Instructions to follow:
Find every line in the records below that contains "impl", and copy it.

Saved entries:

use std::ops::{Div, Sub};

use serde::{Deserialize, Serialize};

/// Extremes of the values in an array, used to pick color ranges.
#[derive(Debug, Clone, Copy, PartialEq, Serialize, Deserialize)]
pub struct ArrayStats<N> {
    pub min: N,
    pub max: N,
}

#[derive(Debug, Clone, Copy, PartialEq, Eq, Hash, Serialize, Deserialize)]
pub struct Range<N> {
    pub min: N,
    pub max: N,
}

impl<N: PartialOrd + Copy> ArrayStats<N> {
    /// Returns `None` for an empty iterator. NaNs never replace a min or max.
    pub fn new(mut data: impl Iterator<Item = N>) -> Option<Self> {
        let first = data.next()?;
        Some(data.fold(Self { min: first, max: first }, |mut stats, value| {
            if value < stats.min {
                stats.min = value;
            }
            if value > stats.max {
                stats.max = value;
            }
            stats
        }))
    }

    pub fn range(&self) -> Range<N> {
        Range::new(self.min, self.max)
    }
}

impl<N> Range<N> {
    pub fn new(min: N, max: N) -> Self {
        Self { min, max }
    }
}

impl<N: Sub + Copy> Range<N>
where
    <N as Sub>::Output: Div<<N as Sub>::Output>,
{
    pub fn width(&self) -> <N as Sub>::Output {
        self.max - self.min
    }

    /// Maps `value` into `0..=1` relative to this range.
    pub fn map(&self, value: N) -> <<N as Sub>::Output as Div>::Output {
        (value - self.min) / self.width()
    }
}
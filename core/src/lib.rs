// #![warn(clippy::pedantic)]
// #![warn(clippy::nursery)]
#![warn(clippy::complexity)]
#![warn(clippy::correctness)]
#![warn(clippy::perf)]
#![warn(clippy::style)]
#![warn(clippy::suspicious)]
#![warn(clippy::print_stdout)]
#![warn(clippy::print_stderr)]

//! Readers for hydrodynamic evolution output of heavy-ion collision runs.
//!
//! Two independent formats are supported:
//!
//! * [`formats::grid`]: text snapshots of a 2D field, normalized on read.
//! * [`formats::volume`]: raw `f32` volumes laid out `(tau, eta, x, y, component)`,
//!   reduced to temperature curves by [`evolution`].

pub mod common;
pub mod config;
pub mod evolution;
pub mod formats;

pub use config::{AnalysisConfig, EtaRange};
pub use evolution::{compute_average, get_extreme, Extremum, TemperatureEvolution};
pub use formats::grid::{GridHeader, GridSnapshot};
pub use formats::volume::{
    TemperatureSlice, VolumeDescriptor, VolumeDims, VolumeFormat, VolumeProfile,
};
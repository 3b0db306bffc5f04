use miette::SourceSpan;

/// Stores an entire input line to work out where in it errors occured.
#[derive(Debug)]
pub struct InputLocator<'a> {
    pub full_input: &'a str,
}

impl<'a> InputLocator<'a> {
    pub fn new(full_input: &'a str) -> Self {
        Self { full_input }
    }

    /// Creates a span for an item using a substring of self.full_input
    ///
    /// Note that substr must be a literal substring, as in it must be
    /// a pointer into the same string!
    pub fn span_from_substr(&self, substr: &str) -> SourceSpan {
        let base_addr = self.full_input.as_ptr() as usize;
        let substr_addr = substr.as_ptr() as usize;
        debug_assert!(
            substr_addr >= base_addr && substr_addr <= base_addr + self.full_input.len(),
            "tried to get the span of a non-substring!"
        );
        let start = substr_addr.saturating_sub(base_addr);
        SourceSpan::from(start..start + substr.len())
    }
}

/// Splits a line on single spaces, keeping empty tokens between repeated spaces.
///
/// A leading space therefore shifts every column by one, which the file
/// formats rely on.
pub fn columns(line: &str) -> Vec<&str> {
    line.trim_end_matches(['\n', '\r']).split(' ').collect()
}

/// Parses a single column, ignoring surrounding whitespace.
pub fn parse_column<T: std::str::FromStr>(column: &str) -> Result<T, T::Err> {
    column.trim().parse::<T>()
}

Task answer:
impl<N: PartialOrd + Copy> ArrayStats<N> {
    pub fn new(mut data: impl Iterator<Item = N>) -> Option<Self> {
impl<N> Range<N> {
impl<N: Sub + Copy> Range<N>
impl<'a> InputLocator<'a> {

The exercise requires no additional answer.